Britain’s credibility was not: “helped by the appearance that our partners in Washington are less interested in disarmament than they are in regime change in Iraq.

“That explains why any evidence that inspections may be showing progress is greeted in Washington not with satisfaction but with consternation: it reduces the case for war.
And as Iran now, he pleaded that: “Inspections be given a chance (that the UK was) “being pushed too quickly into conflict by a US Administration with an agenda of its own.

He asked for the halt of: “commitment of troops in a war that has neither international agreement nor domestic support” and ended: “I intend to join those tomorrow night who will vote against military action. It is for that reason alone, and with a heavy heart, that I resign from the government.”

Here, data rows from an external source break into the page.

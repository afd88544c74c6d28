//! Two-bend link search.
//!
//! Two live tiles of one kind link if an orthogonal path joins them that
//! passes only through removed cells or the ring just outside the grid and
//! changes direction at most twice.
//!
//! The search is a 0-1 BFS over `(cell, direction)` states on the grid
//! padded by one cell on every side: going straight costs nothing, turning
//! costs one. A state is only revisited with strictly fewer turns.

use std::collections::VecDeque;

use serde::{Deserialize, Serialize};
use smallvec::SmallVec;

use super::grid::{Pos, TileGrid};
use crate::core::{InvalidAction, RuleResult};

/// Most direction changes a link may make.
pub const MAX_TURNS: u8 = 2;

const DIRS: [(isize, isize); 4] = [(-1, 0), (0, 1), (1, 0), (0, -1)];

/// A point on a link path. Coordinates of `-1`, `rows` or `cols` lie on
/// the border ring outside the grid.
#[derive(Clone, Copy, Debug, PartialEq, Eq, Hash, Serialize, Deserialize)]
pub struct PathPoint {
    pub row: isize,
    pub col: isize,
}

impl From<Pos> for PathPoint {
    fn from(pos: Pos) -> Self {
        Self {
            row: pos.row as isize,
            col: pos.col as isize,
        }
    }
}

/// A found link: the two endpoints and every bend between them, in order.
#[derive(Clone, Debug, PartialEq, Eq, Serialize, Deserialize)]
pub struct LinkPath {
    pub corners: SmallVec<[PathPoint; 4]>,
    pub turns: u8,
}

/// Padded-grid view used by the search.
struct Padded<'a> {
    grid: &'a TileGrid,
    width: usize,
    height: usize,
}

impl<'a> Padded<'a> {
    fn new(grid: &'a TileGrid) -> Self {
        Self {
            grid,
            width: grid.cols() + 2,
            height: grid.rows() + 2,
        }
    }

    fn cell(&self, pos: Pos) -> usize {
        (pos.row + 1) * self.width + pos.col + 1
    }

    fn step(&self, cell: usize, dir: usize) -> Option<usize> {
        let (dr, dc) = DIRS[dir];
        let row = (cell / self.width) as isize + dr;
        let col = (cell % self.width) as isize + dc;
        ((0..self.height as isize).contains(&row) && (0..self.width as isize).contains(&col))
            .then(|| row as usize * self.width + col as usize)
    }

    /// Border cells and removed tiles are open.
    fn is_open(&self, cell: usize) -> bool {
        let row = cell / self.width;
        let col = cell % self.width;
        if row == 0 || col == 0 || row == self.height - 1 || col == self.width - 1 {
            return true;
        }
        !self.grid.is_live(Pos::new(row - 1, col - 1))
    }

    fn point(&self, cell: usize) -> PathPoint {
        PathPoint {
            row: (cell / self.width) as isize - 1,
            col: (cell % self.width) as isize - 1,
        }
    }
}

#[derive(Clone, Copy)]
struct Step {
    cell: usize,
    dir: usize,
}

/// Validate a link request and return the path.
///
/// Errors, in order of checking: `OutOfBounds`, `SameTile`, `TileRemoved`,
/// `KindMismatch`, `NoPath`.
pub fn check_link(grid: &TileGrid, a: Pos, b: Pos) -> RuleResult<LinkPath> {
    grid.check_bounds(a)?;
    grid.check_bounds(b)?;
    if a == b {
        return Err(InvalidAction::SameTile.into());
    }
    let (Some(ta), Some(tb)) = (grid.get(a), grid.get(b)) else {
        return Err(InvalidAction::OutOfBounds { row: a.row, col: a.col }.into());
    };
    if ta.removed || tb.removed {
        return Err(InvalidAction::TileRemoved.into());
    }
    if ta.kind != tb.kind {
        return Err(InvalidAction::KindMismatch.into());
    }
    search(grid, a, b).ok_or_else(|| InvalidAction::NoPath.into())
}

/// True if `a` and `b` can be removed as a pair.
#[must_use]
pub fn can_link(grid: &TileGrid, a: Pos, b: Pos) -> bool {
    check_link(grid, a, b).is_ok()
}

/// The link between `a` and `b`, if one exists.
#[must_use]
pub fn find_path(grid: &TileGrid, a: Pos, b: Pos) -> Option<LinkPath> {
    check_link(grid, a, b).ok()
}

fn search(grid: &TileGrid, a: Pos, b: Pos) -> Option<LinkPath> {
    let padded = Padded::new(grid);
    let cells = padded.width * padded.height;
    let start = padded.cell(a);
    let target = padded.cell(b);

    let mut best = vec![[u8::MAX; 4]; cells];
    let mut parent: Vec<[Option<Step>; 4]> = vec![[None; 4]; cells];
    let mut queue: VecDeque<(Step, u8)> = VecDeque::new();

    for dir in 0..4 {
        if let Some(cell) = padded.step(start, dir) {
            if cell == target || padded.is_open(cell) {
                best[cell][dir] = 0;
                queue.push_back((Step { cell, dir }, 0));
            }
        }
    }

    while let Some((at, turns)) = queue.pop_front() {
        if turns > best[at.cell][at.dir] {
            continue;
        }
        if at.cell == target {
            return Some(trace_back(&padded, &parent, start, at, turns));
        }
        for dir in 0..4 {
            // reversing never helps
            if dir == (at.dir + 2) % 4 {
                continue;
            }
            let next_turns = turns + u8::from(dir != at.dir);
            if next_turns > MAX_TURNS {
                continue;
            }
            let Some(cell) = padded.step(at.cell, dir) else {
                continue;
            };
            if cell != target && !padded.is_open(cell) {
                continue;
            }
            if next_turns < best[cell][dir] {
                best[cell][dir] = next_turns;
                parent[cell][dir] = Some(at);
                let step = (Step { cell, dir }, next_turns);
                if dir == at.dir {
                    queue.push_front(step);
                } else {
                    queue.push_back(step);
                }
            }
        }
    }
    None
}

fn trace_back(
    padded: &Padded<'_>,
    parent: &[[Option<Step>; 4]],
    start: usize,
    end: Step,
    turns: u8,
) -> LinkPath {
    let mut corners: SmallVec<[PathPoint; 4]> = SmallVec::new();
    corners.push(padded.point(end.cell));

    let mut current = end;
    while let Some(prev) = parent[current.cell][current.dir] {
        if prev.dir != current.dir {
            corners.push(padded.point(prev.cell));
        }
        current = prev;
    }
    corners.push(padded.point(start));
    corners.reverse();

    LinkPath { corners, turns }
}
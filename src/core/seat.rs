//! Seat identification and per-seat data storage.
//!
//! ## Seat
//!
//! Type-safe seat index for table games. Seats are 0-based and play
//! proceeds in increasing order, wrapping around.
//!
//! ## SeatMap
//!
//! Per-seat storage backed by `Vec` for O(1) access, indexable by `Seat`.

use serde::{Deserialize, Serialize};
use std::ops::{Index, IndexMut};

/// Seat at the table. The first seat is `Seat(0)`.
#[derive(Clone, Copy, Debug, PartialEq, Eq, PartialOrd, Ord, Hash, Serialize, Deserialize)]
pub struct Seat(pub u8);

impl Seat {
    /// Create a new seat.
    #[must_use]
    pub const fn new(id: u8) -> Self {
        Self(id)
    }

    /// Raw seat index.
    #[must_use]
    pub const fn index(self) -> usize {
        self.0 as usize
    }

    /// The seat that acts after this one at a table of `seat_count`.
    #[must_use]
    pub fn next(self, seat_count: usize) -> Self {
        Self(((self.index() + 1) % seat_count) as u8)
    }

    /// Iterate over all seats of a table with `seat_count` seats.
    ///
    /// ```
    /// use arcade_rules::core::Seat;
    ///
    /// let seats: Vec<_> = Seat::all(3).collect();
    /// assert_eq!(seats, vec![Seat(0), Seat(1), Seat(2)]);
    /// ```
    pub fn all(seat_count: usize) -> impl Iterator<Item = Seat> {
        (0..seat_count as u8).map(Seat)
    }
}

impl std::fmt::Display for Seat {
    fn fmt(&self, f: &mut std::fmt::Formatter<'_>) -> std::fmt::Result {
        write!(f, "Seat {}", self.0)
    }
}

/// Per-seat data with O(1) access.
///
/// ```
/// use arcade_rules::core::{Seat, SeatMap};
///
/// let mut counts: SeatMap<usize> = SeatMap::new(3, |_| 17);
/// counts[Seat(0)] += 3;
/// assert_eq!(counts[Seat(0)], 20);
/// ```
#[derive(Clone, Debug, PartialEq, Eq, Hash, Serialize, Deserialize)]
pub struct SeatMap<T> {
    data: Vec<T>,
}

impl<T> SeatMap<T> {
    /// Create a new map with values from a factory function.
    pub fn new(seat_count: usize, factory: impl Fn(Seat) -> T) -> Self {
        assert!(seat_count > 0, "Must have at least 1 seat");
        assert!(seat_count <= 255, "At most 255 seats supported");

        let data = (0..seat_count as u8).map(|i| factory(Seat(i))).collect();
        Self { data }
    }

    /// Build a map from one value per seat, in seat order.
    pub fn from_vec(data: Vec<T>) -> Self {
        assert!(!data.is_empty(), "Must have at least 1 seat");
        assert!(data.len() <= 255, "At most 255 seats supported");
        Self { data }
    }

    /// Number of seats.
    #[must_use]
    pub fn seat_count(&self) -> usize {
        self.data.len()
    }

    /// Value for `seat`, or `None` if the seat is not at the table.
    #[must_use]
    pub fn get(&self, seat: Seat) -> Option<&T> {
        self.data.get(seat.index())
    }

    /// Iterate over (Seat, &T) pairs.
    pub fn iter(&self) -> impl Iterator<Item = (Seat, &T)> {
        self.data.iter().enumerate().map(|(i, v)| (Seat(i as u8), v))
    }

    /// Iterate over the values in seat order.
    pub fn values(&self) -> impl Iterator<Item = &T> {
        self.data.iter()
    }
}

impl<T> Index<Seat> for SeatMap<T> {
    type Output = T;

    fn index(&self, seat: Seat) -> &Self::Output {
        &self.data[seat.index()]
    }
}

impl<T> IndexMut<Seat> for SeatMap<T> {
    fn index_mut(&mut self, seat: Seat) -> &mut Self::Output {
        &mut self.data[seat.index()]
    }
}

#[cfg(test)]
mod tests {
    use super::*;

    #[test]
    fn test_seat_next_wraps() {
        assert_eq!(Seat(0).next(3), Seat(1));
        assert_eq!(Seat(2).next(3), Seat(0));
        assert_eq!(format!("{}", Seat(1)), "Seat 1");
    }

    #[test]
    fn test_seat_map_indexing() {
        let mut map: SeatMap<i32> = SeatMap::new(3, |s| s.index() as i32 * 10);
        assert_eq!(map[Seat(2)], 20);

        map[Seat(1)] = 5;
        let pairs: Vec<_> = map.iter().collect();
        assert_eq!(pairs, vec![(Seat(0), &0), (Seat(1), &5), (Seat(2), &20)]);
        assert_eq!(map.seat_count(), 3);
    }

    #[test]
    fn test_seat_map_serialization() {
        let map = SeatMap::from_vec(vec![1, 2, 3]);
        let json = serde_json::to_string(&map).unwrap();
        let deserialized: SeatMap<i32> = serde_json::from_str(&json).unwrap();
        assert_eq!(map, deserialized);
    }

    #[test]
    #[should_panic(expected = "Must have at least 1 seat")]
    fn test_seat_map_zero_seats() {
        let _: SeatMap<i32> = SeatMap::new(0, |_| 0);
    }
}
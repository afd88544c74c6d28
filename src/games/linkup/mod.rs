//! Mahjong Linkup: clear the board by removing pairs of matching tiles that
//! can be joined by a path with at most two bends.
//!
//! ```
//! use arcade_rules::core::GameRng;
//! use arcade_rules::games::linkup::{find_hint, generate_board, LevelConfig};
//!
//! let level = LevelConfig::builtin(1).unwrap();
//! let grid = generate_board(level, &mut GameRng::new(7)).unwrap();
//! let (a, b) = find_hint(&grid).unwrap();
//! let grid = grid.remove_pair(a, b).unwrap();
//! assert_eq!(grid.live_count(), 46);
//! ```

mod grid;
mod level;
mod path;
mod rules;
mod solver;

pub use grid::{Pos, Tile, TileGrid, TileKind, TILE_NAMES};
pub use level::{generate_board, generate_solvable_board, shuffle_remaining, LevelConfig, LEVELS};
pub use path::{can_link, check_link, find_path, LinkPath, PathPoint, MAX_TURNS};
pub use rules::{Linkup, LinkupOutcome, RemovePair};
pub use solver::{find_full_solution, find_hint, has_any_removable_pair, removable_pairs};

On the first anniversary of the invasion he stated in Parliament: “It seems only too likely that the judgment of history may be that the invasion of Iraq has been the biggest blunder in British foreign and security policy in the half century since Suez. “In truth we would have made more progress in rolling back support for terrorism if we had brought peace to Palestine rather than war to Iraq.”